By now, there isn't a corner of America that doesn't know the kid from Northern Iowa with freon in his veins and a blank slate for a conscience. Ali Farokhmanesh grew up in Pullman sneaking off from his mom's volleyball games -- Cindy Frederick was the coach at Washington State -- to shoot baskets and then turned up this week having shot the Panthers into the Sweet 16 with two clutch game-winners, making him the face of an NCAA Tournament rife with upsets.

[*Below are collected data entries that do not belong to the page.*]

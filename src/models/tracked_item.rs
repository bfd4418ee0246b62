use chrono::{DateTime, Utc};
use serde::{Deserialize, Serialize};
use validator::Validate;

use crate::classifier::PriceState;
use crate::history::PriceStats;

/// One observed price, in the order it was recorded.
#[derive(Debug, Clone, Copy, Serialize, Deserialize, PartialEq)]
pub struct PricePoint {
    pub price: f64,
    pub observed_at: DateTime<Utc>,
}

/// Descriptive fields overwritten by each observation.
#[derive(Debug, Clone, Default, Serialize, Deserialize, PartialEq, Validate)]
#[serde(default)]
pub struct ItemAttributes {
    pub currency: Option<String>,
    pub image: Option<String>,
    #[validate(range(min = 0.0, message = "original price must not be negative"))]
    pub original_price: Option<f64>,
    #[validate(range(min = 0.0, max = 100.0, message = "discount rate must be a percentage"))]
    pub discount_rate: Option<f64>,
    pub category: Option<String>,
    pub reviews_count: Option<u32>,
    #[validate(range(min = 0.0, max = 5.0, message = "stars must be between 0 and 5"))]
    pub stars: Option<f64>,
    pub description: Option<String>,
}

#[derive(Debug, Clone, Serialize, Deserialize, PartialEq, Validate)]
pub struct Subscriber {
    #[validate(email(message = "subscriber email is not a valid address"))]
    pub email: String,
    /// Alert once the price falls to or below this value.
    #[validate(range(exclusive_min = 0.0, message = "target price must be positive"))]
    pub target_price: Option<f64>,
}

impl Subscriber {
    pub fn new(email: impl Into<String>) -> Self {
        Self {
            email: email.into(),
            target_price: None,
        }
    }

    pub fn with_target(email: impl Into<String>, target_price: f64) -> Self {
        Self {
            email: email.into(),
            target_price: Some(target_price),
        }
    }
}

#[derive(Debug, Clone, Serialize, Deserialize, PartialEq)]
pub struct TrackedItem {
    /// Canonical source URL.
    pub key: String,
    pub title: String,
    pub attributes: ItemAttributes,

    // Append-only, chronological
    pub price_history: Vec<PricePoint>,
    pub current_price: Option<f64>,

    // Derived from price_history on every update
    pub lowest_price: Option<f64>,
    pub highest_price: Option<f64>,
    pub average_price: Option<f64>,

    pub is_out_of_stock: bool,
    pub subscribers: Vec<Subscriber>,

    pub last_updated: Option<DateTime<Utc>>,
    pub created_at: DateTime<Utc>,
}

#[derive(Debug, Clone, Serialize, Deserialize)]
pub struct NewTrackedItem {
    pub key: String,
    pub title: Option<String>,
}

/// Full set of fields written by a reconciliation.
#[derive(Debug, Clone, Serialize, Deserialize, PartialEq)]
pub struct ItemUpdate {
    pub title: String,
    pub attributes: ItemAttributes,
    pub price_history: Vec<PricePoint>,
    pub current_price: Option<f64>,
    pub lowest_price: Option<f64>,
    pub highest_price: Option<f64>,
    pub average_price: Option<f64>,
    pub is_out_of_stock: bool,
    pub last_updated: DateTime<Utc>,
}

impl ItemUpdate {
    /// Recompute current price and statistics from the history so a writer cannot
    /// persist figures that disagree with it.
    pub fn normalized(mut self) -> Self {
        let stats = PriceStats::from_history(&self.price_history);
        self.lowest_price = stats.map(|s| s.lowest);
        self.highest_price = stats.map(|s| s.highest);
        self.average_price = stats.map(|s| s.average);
        if self.is_out_of_stock {
            self.current_price = None;
        }
        self
    }
}

impl TrackedItem {
    pub fn new(new_item: NewTrackedItem, now: DateTime<Utc>) -> Self {
        Self {
            key: new_item.key,
            title: new_item.title.unwrap_or_default(),
            attributes: ItemAttributes::default(),
            price_history: Vec::new(),
            current_price: None,
            lowest_price: None,
            highest_price: None,
            average_price: None,
            is_out_of_stock: false,
            subscribers: Vec::new(),
            last_updated: None,
            created_at: now,
        }
    }

    /// Overwrite every reconciled field. `key`, `subscribers` and `created_at` are untouched.
    pub fn apply(&mut self, update: ItemUpdate) {
        self.title = update.title;
        self.attributes = update.attributes;
        self.price_history = update.price_history;
        self.current_price = update.current_price;
        self.lowest_price = update.lowest_price;
        self.highest_price = update.highest_price;
        self.average_price = update.average_price;
        self.is_out_of_stock = update.is_out_of_stock;
        self.last_updated = Some(update.last_updated);
    }

    pub fn price_state(&self) -> PriceState {
        PriceState {
            current_price: self.current_price,
            is_out_of_stock: self.is_out_of_stock,
            lowest_price: self.lowest_price,
        }
    }

    pub fn has_subscribers(&self) -> bool {
        !self.subscribers.is_empty()
    }

    pub fn subscriber_emails(&self) -> Vec<String> {
        self.subscribers.iter().map(|s| s.email.clone()).collect()
    }

    pub fn target_prices(&self) -> Vec<f64> {
        self.subscribers.iter().filter_map(|s| s.target_price).collect()
    }

    pub fn add_subscriber(&mut self, subscriber: Subscriber) {
        match self
            .subscribers
            .iter_mut()
            .find(|existing| existing.email == subscriber.email)
        {
            Some(existing) => existing.target_price = subscriber.target_price,
            None => self.subscribers.push(subscriber),
        }
    }
}
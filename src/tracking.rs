//! Subscription flow: start tracking a product page and optionally subscribe to it.

use serde::{Deserialize, Serialize};
use url::Url;
use validator::Validate;

use crate::models::{NewTrackedItem, Subscriber, TrackedItem};
use crate::store::RecordStore;
use crate::utils::error::AppError;

#[derive(Debug, Clone, Serialize, Deserialize, Validate)]
pub struct TrackRequest {
    #[validate(url(message = "url must be an absolute http(s) address"))]
    pub url: String,
    pub title: Option<String>,
    #[validate(email(message = "email is not a valid address"))]
    pub email: Option<String>,
    #[validate(range(exclusive_min = 0.0, message = "target price must be positive"))]
    pub target_price: Option<f64>,
}

/// Canonical form of a product URL, used as the item key.
pub fn canonical_key(raw: &str) -> Result<String, AppError> {
    let mut url = Url::parse(raw.trim())
        .map_err(|e| AppError::Validation(format!("invalid url '{}': {}", raw, e)))?;
    if !matches!(url.scheme(), "http" | "https") {
        return Err(AppError::Validation(format!(
            "unsupported url scheme '{}'",
            url.scheme()
        )));
    }
    url.set_fragment(None);
    Ok(url.to_string())
}

pub async fn track(store: &dyn RecordStore, request: TrackRequest) -> Result<TrackedItem, AppError> {
    request.validate()?;
    if request.target_price.is_some() && request.email.is_none() {
        return Err(AppError::Validation(
            "a target price needs an email to notify".to_string(),
        ));
    }

    let key = canonical_key(&request.url)?;
    let mut item = store
        .track(NewTrackedItem {
            key: key.clone(),
            title: request.title,
        })
        .await?;

    if let Some(email) = request.email {
        let subscriber = Subscriber {
            email,
            target_price: request.target_price,
        };
        subscriber.validate()?;
        item = store.subscribe(&key, subscriber).await?;
    }

    tracing::info!(key = %item.key, subscribers = item.subscribers.len(), "Item tracked");
    Ok(item)
}
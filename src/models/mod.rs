pub mod observation;
pub mod run_result;
pub mod tracked_item;

// Re-exports for convenience
pub use observation::*;
pub use run_result::*;
pub use tracked_item::*;
use async_trait::async_trait;
use std::sync::Arc;

use crate::models::Observation;
use crate::utils::error::FetchError;

pub mod html;
pub mod price;
pub mod retry;
pub mod throttle;

pub use html::{HtmlSelectors, HttpObservationSource};
pub use price::PriceParser;
pub use retry::{RetryPolicy, RetryingSource};
pub use throttle::ThrottledSource;

/// Fetches a fresh observation for an item locator.
#[cfg_attr(test, mockall::automock)]
#[async_trait]
pub trait ObservationSource: Send + Sync {
    async fn fetch(&self, locator: &str) -> Result<Observation, FetchError>;
}

#[async_trait]
impl<S: ObservationSource + ?Sized> ObservationSource for Arc<S> {
    async fn fetch(&self, locator: &str) -> Result<Observation, FetchError> {
        (**self).fetch(locator).await
    }
}
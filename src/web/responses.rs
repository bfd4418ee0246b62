use axum::{
    http::StatusCode,
    response::{IntoResponse, Response},
    Json,
};
use chrono::{DateTime, Utc};
use serde::{Deserialize, Serialize};

use crate::utils::error::{AppError, StoreError};

/// Success envelope: `{"message": "OK", "data": ...}`.
#[derive(Debug, Serialize, Deserialize)]
pub struct ApiResponse<T> {
    pub message: String,
    pub data: T,
}

impl<T> ApiResponse<T> {
    pub fn ok(data: T) -> Self {
        Self {
            message: "OK".to_string(),
            data,
        }
    }
}

/// Failure envelope: `{"message": "Error", "error": "..."}`.
#[derive(Debug, Serialize, Deserialize)]
pub struct ErrorBody {
    pub message: String,
    pub error: String,
}

#[derive(Debug)]
pub enum ApiError {
    BadRequest(String),
    NotFound(String),
    Internal(String),
}

impl ApiError {
    pub fn status_code(&self) -> StatusCode {
        match self {
            ApiError::BadRequest(_) => StatusCode::BAD_REQUEST,
            ApiError::NotFound(_) => StatusCode::NOT_FOUND,
            ApiError::Internal(_) => StatusCode::INTERNAL_SERVER_ERROR,
        }
    }

    pub fn message(&self) -> &str {
        match self {
            ApiError::BadRequest(msg) | ApiError::NotFound(msg) | ApiError::Internal(msg) => msg,
        }
    }
}

impl IntoResponse for ApiError {
    fn into_response(self) -> Response {
        let body = ErrorBody {
            message: "Error".to_string(),
            error: self.message().to_string(),
        };
        (self.status_code(), Json(body)).into_response()
    }
}

impl From<AppError> for ApiError {
    fn from(err: AppError) -> Self {
        match err {
            AppError::Validation(msg) => ApiError::BadRequest(msg),
            AppError::Store(StoreError::NotFound { key }) => ApiError::NotFound(format!("{} not found", key)),
            other => ApiError::Internal(other.to_string()),
        }
    }
}

#[derive(Debug, Serialize, Deserialize)]
pub struct HealthResponse {
    pub status: String,
    pub timestamp: DateTime<Utc>,
    pub version: String,
    pub uptime_seconds: u64,
    pub batch_running: bool,
    pub last_run_at: Option<DateTime<Utc>>,
}
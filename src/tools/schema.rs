//! Schema introspection tools.
//!
//! This module implements the `list_tables` and `describe_table` MCP tools.

use crate::db::ClickHouseConnection;
use crate::error::DbResult;
use crate::models::ColumnDescriptor;
use crate::tools::format;
use crate::tools::identifier::TableRef;
use crate::tools::output::{DESCRIBE_ERROR_PREFIX, LIST_TABLES_ERROR_PREFIX, ToolOutput};
use schemars::JsonSchema;
use serde::Deserialize;
use std::sync::Arc;
use tracing::info;

const LIST_TABLES_SQL: &str = "SHOW TABLES";

/// Input for the describe_table tool.
#[derive(Debug, Clone, Deserialize, JsonSchema)]
pub struct DescribeTableInput {
    /// Name of the ClickHouse table to describe ("table" or "database.table").
    pub table_name: String,
}

/// Statement that describes a validated table.
pub fn describe_table_sql(table: &TableRef) -> String {
    format!("DESCRIBE TABLE {}", table.quoted())
}

/// Handler for schema introspection operations.
pub struct SchemaToolHandler {
    connection: Arc<dyn ClickHouseConnection>,
}

impl SchemaToolHandler {
    /// Create a new schema tool handler.
    pub fn new(connection: Arc<dyn ClickHouseConnection>) -> Self {
        Self { connection }
    }

    /// List all tables in the current database.
    pub async fn list_tables(&self) -> ToolOutput {
        ToolOutput::from_result(self.fetch_tables().await, LIST_TABLES_ERROR_PREFIX)
    }

    /// Describe the columns of a table.
    pub async fn describe_table(&self, table_name: &str) -> ToolOutput {
        ToolOutput::from_result(self.fetch_description(table_name).await, DESCRIBE_ERROR_PREFIX)
    }

    async fn fetch_tables(&self) -> DbResult<String> {
        info!(database = %self.connection.database(), "Listing tables");
        let result = self.connection.execute(LIST_TABLES_SQL).await?;
        let tables = result.first_column();
        info!(count = tables.len(), "Tables listed");
        Ok(format::render_table_list(&tables))
    }

    async fn fetch_description(&self, table_name: &str) -> DbResult<String> {
        let table = TableRef::parse(table_name)?;
        let result = self.connection.execute(&describe_table_sql(&table)).await?;
        let columns: Vec<ColumnDescriptor> = result
            .rows
            .iter()
            .filter_map(|row| ColumnDescriptor::from_describe_row(row))
            .collect();
        info!(table = %table.table, columns = columns.len(), "Table described");
        Ok(format::render_describe(&columns))
    }
}

#[cfg(test)]
mod tests {
    use super::*;

    #[test]
    fn test_describe_table_input_deserialization() {
        let input: DescribeTableInput =
            serde_json::from_str(r#"{ "table_name": "orders" }"#).unwrap();
        assert_eq!(input.table_name, "orders");
    }

    #[test]
    fn test_describe_table_sql() {
        let table = TableRef::parse("orders").unwrap();
        assert_eq!(describe_table_sql(&table), "DESCRIBE TABLE `orders`");

        let table = TableRef::parse("sales.orders").unwrap();
        assert_eq!(describe_table_sql(&table), "DESCRIBE TABLE `sales`.`orders`");
    }
}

Well, the women's tournament needs a face, too. It needs the face of possibility.

 

 

Here's a nomination for Gonzaga's Vivian Frieson. Is there a second?

 

 

Her cold-blooded shot on Monday night took down Texas A&M and made the Aggies the highest seed ousted from the tournament -- and the Zags the second-lowest seed in the Sweet 16. The idea that Gonzaga could survive in such a game with Courtney Vandersloot committing a staggering 11 turnovers and Heather Bowman's points and rebounds not adding up to 10 would have been preposterous had Frieson not delivered the game of her life.

 

 

The upsets that make March mad are made up of other miracles, big and small. And miracle  workers.

 

 

“She deserves this attention,” said teammate Tiffanie Shives.

 

 

Even if some of it freaks her out a little.

 

 

“One of our freshmen was sitting in the COG and heard someone say they saw me driving,” Frieson reported, “and they were going to follow me so they could say congratulations, but they decided it would be too creepy. That was pretty weird to hear.”

 

 

So while the tournament needs her, Viv is not quite ready to go viral.

 

 

The reality is, as grand a stage as this is for Frieson and the Bulldogs -- who will try to keep stoking the upset express tonight when they meet Xavier in the NCAA West Regional semifinals -- it is not a No. 1 seed in her own bracket.

 

 

“The journey is amazing -- it's incredible,” she said. “But when I stop and think in the big picture, it's something pretty small for me. As big as this is, it's very important to me for my mom to see me walk down the aisle, walk up on that stage and get my degree.”

 

 

Julien Washington raised four children by herself, putting herself through school at Olympic College in Bremerton, landing a job at the Puget Sound Naval Shipyard. Her kids had direction and discipline, food and care and clothes.

 

 

“And shoes, which wasn't easy,” Frieson said, smiling, “because we grew so fast. I have a brother 6-

foot-2, another 6-4 and a sister 5-10. We grew out of everything fast.”

 

 

Frieson is not matter of fact about what she had -- not the least of it being opportunity -- because she is not matter of fact about what she didn't have, in particular a relationship with her father. Tyrone Frieson spent the first 16 years of his daughter's life in an Ohio prison on a drug-related conviction (“it was something that was never discussed,” she said). She met him for the first time upon his release, and never again.

 

 

“We have a small relationship -- very small, kind of like a distant friendship,” she said.

 

 

He will pop up on her Facebook page and there will be “scattered calls.” But she said he has never made an attempt to see her play, even when the Zags' schedule took them to the Midwest or East  “and for me, that was kind of a turning point. After all those years, I didn't think the effort to have a relationship should always be on me.

 

 

“He'll congratulate me on games, but other than that we don't know much about each other.”

 

 

It's impossible to know how much of that experience has shaped her, or even her game. She has been sustained by family support and found father figures in basketball coaches, from her youngest AAU days on up through Gonzaga coach Kelly Graves, who helped cajole her through a tumultuous first year in  Spokane. But as Shives noted, “She's one of those players who never backs down and has an edge to her.”

 

 

But not always a hard edge.

 

 

“Being the first in my family to graduate is important for my mother to see,” Frieson said. “It shows her  that what she's been doing has been right and that her sacrifices mattered. How I've done in basketball shows my discipline and hard work and that shows her, as well. But the fact I can do something no one in my family has done is more important than that.”

 

 

The face of possibility. Thinking again, maybe the men's tournament needs a Vivian Frieson.